* [About this exercise]
What you return must be the lines of the data that hold the word "LikeRepository".

* [Entries provided]
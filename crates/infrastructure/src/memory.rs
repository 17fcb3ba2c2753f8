//! 进程内存储
//!
//! 用于测试和本地演示，不持久化。唯一性和引用检查都在同一把锁内完成，
//! 与数据库约束的语义一致：并发注册同名用户只有一个成功，同一对
//! (用户, 帖子) 只会有一条点赞。

use std::collections::BTreeMap;
use std::sync::Arc;

use application::Clock;
use domain::{
    DailyLikeCount, DateRange, Like, LikeOutcome, LikeRepository, LikeStats, PasswordHash, Post,
    PostId, PostRepository, PostTitle, RepositoryError, RepositoryFuture, RowCreationResult,
    Timestamp, User, UserCredentials, UserId, UserRepository, Username,
};
use tokio::sync::Mutex;

struct StoredPost {
    author_id: UserId,
    title: PostTitle,
    body: String,
}

#[derive(Default)]
struct State {
    next_user_id: i32,
    next_post_id: i32,
    users: BTreeMap<UserId, UserCredentials>,
    posts: BTreeMap<PostId, StoredPost>,
    likes: BTreeMap<(UserId, PostId), Like>,
}

impl State {
    fn like_count(&self, post_id: PostId) -> i64 {
        self.likes.keys().filter(|(_, post)| *post == post_id).count() as i64
    }

    fn user_mut(&mut self, id: UserId) -> Option<&mut User> {
        self.users.get_mut(&id).map(|credentials| &mut credentials.user)
    }
}

/// 同时实现三个仓储接口的内存存储。
#[derive(Clone)]
pub struct InMemoryStore {
    state: Arc<Mutex<State>>,
    clock: Arc<dyn Clock>,
}

impl InMemoryStore {
    pub fn new(clock: Arc<dyn Clock>) -> Self {
        Self {
            state: Arc::new(Mutex::new(State::default())),
            clock,
        }
    }
}

impl UserRepository for InMemoryStore {
    fn insert(
        &self,
        username: Username,
        password_hash: PasswordHash,
    ) -> RepositoryFuture<RowCreationResult<User>> {
        let state = self.state.clone();
        Box::pin(async move {
            let mut state = state.lock().await;
            if state
                .users
                .values()
                .any(|existing| existing.user.username == username)
            {
                return Ok(RowCreationResult::AlreadyExists);
            }

            state.next_user_id += 1;
            let user = User::registered(UserId(state.next_user_id), username);
            state.users.insert(
                user.id,
                UserCredentials {
                    user: user.clone(),
                    password_hash,
                },
            );
            Ok(RowCreationResult::Created(user))
        })
    }

    fn find_by_username(&self, username: Username) -> RepositoryFuture<Option<UserCredentials>> {
        let state = self.state.clone();
        Box::pin(async move {
            let state = state.lock().await;
            Ok(state
                .users
                .values()
                .find(|credentials| credentials.user.username == username)
                .cloned())
        })
    }

    fn list(&self) -> RepositoryFuture<Vec<User>> {
        let state = self.state.clone();
        Box::pin(async move {
            let state = state.lock().await;
            Ok(state
                .users
                .values()
                .map(|credentials| credentials.user.clone())
                .collect())
        })
    }

    fn touch_last_visit(&self, id: UserId, at: Timestamp) -> RepositoryFuture<()> {
        let state = self.state.clone();
        Box::pin(async move {
            let mut state = state.lock().await;
            if let Some(user) = state.user_mut(id) {
                user.last_visit = Some(at);
            }
            Ok(())
        })
    }

    fn touch_last_login(&self, id: UserId, at: Timestamp) -> RepositoryFuture<()> {
        let state = self.state.clone();
        Box::pin(async move {
            let mut state = state.lock().await;
            if let Some(user) = state.user_mut(id) {
                user.last_login = Some(at);
            }
            Ok(())
        })
    }
}

impl PostRepository for InMemoryStore {
    fn insert(
        &self,
        author_id: UserId,
        title: PostTitle,
        body: String,
    ) -> RepositoryFuture<RowCreationResult<PostId>> {
        let state = self.state.clone();
        Box::pin(async move {
            let mut state = state.lock().await;
            if state.posts.values().any(|post| post.title == title) {
                return Ok(RowCreationResult::AlreadyExists);
            }
            if !state.users.contains_key(&author_id) {
                return Ok(RowCreationResult::MissingReference);
            }

            state.next_post_id += 1;
            let id = PostId(state.next_post_id);
            state.posts.insert(
                id,
                StoredPost {
                    author_id,
                    title,
                    body,
                },
            );
            Ok(RowCreationResult::Created(id))
        })
    }

    fn select(&self, ids: Option<Vec<PostId>>) -> RepositoryFuture<Vec<Post>> {
        let state = self.state.clone();
        Box::pin(async move {
            let state = state.lock().await;
            state
                .posts
                .iter()
                .filter(|(id, _)| ids.as_ref().map_or(true, |ids| ids.contains(id)))
                .map(|(id, stored)| {
                    let author = state
                        .users
                        .get(&stored.author_id)
                        .map(|credentials| credentials.user.clone())
                        .ok_or_else(|| {
                            RepositoryError::storage(format!(
                                "post {id} references missing user {}",
                                stored.author_id
                            ))
                        })?;

                    Ok(Post {
                        id: *id,
                        title: stored.title.clone(),
                        body: stored.body.clone(),
                        author,
                        like_count: state.like_count(*id),
                    })
                })
                .collect()
        })
    }

    fn like_count(&self, id: PostId) -> RepositoryFuture<i64> {
        let state = self.state.clone();
        Box::pin(async move { Ok(state.lock().await.like_count(id)) })
    }
}

impl LikeRepository for InMemoryStore {
    fn create(&self, user_id: UserId, post_id: PostId) -> RepositoryFuture<LikeOutcome> {
        let state = self.state.clone();
        let datetime = self.clock.now();
        Box::pin(async move {
            let mut state = state.lock().await;
            if state.likes.contains_key(&(user_id, post_id)) {
                return Ok(LikeOutcome::AlreadyLiked);
            }
            if !state.users.contains_key(&user_id) || !state.posts.contains_key(&post_id) {
                return Ok(LikeOutcome::NoSuchUserOrPost);
            }

            state.likes.insert(
                (user_id, post_id),
                Like {
                    user_id,
                    post_id,
                    datetime,
                },
            );
            Ok(LikeOutcome::Created)
        })
    }

    fn delete(&self, user_id: UserId, post_id: PostId) -> RepositoryFuture<bool> {
        let state = self.state.clone();
        Box::pin(async move {
            let mut state = state.lock().await;
            Ok(state.likes.remove(&(user_id, post_id)).is_some())
        })
    }

    fn like_stats(&self, range: DateRange) -> RepositoryFuture<LikeStats> {
        let state = self.state.clone();
        Box::pin(async move {
            let state = state.lock().await;
            let mut grouped: BTreeMap<(chrono::NaiveDate, PostId), i64> = BTreeMap::new();
            for like in state.likes.values() {
                let day = like.datetime.date();
                if range.contains(day) {
                    *grouped.entry((day, like.post_id)).or_default() += 1;
                }
            }

            Ok(LikeStats::collect(
                range,
                grouped
                    .into_iter()
                    .map(|((day, post_id), count)| DailyLikeCount {
                        day,
                        post_id,
                        count,
                    }),
            ))
        })
    }
}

* [Task result]
    DailyLikeCount, DateRange, Like, LikeOutcome, LikeRepository, LikeStats, PasswordHash, Post,
impl LikeRepository for InMemoryStore {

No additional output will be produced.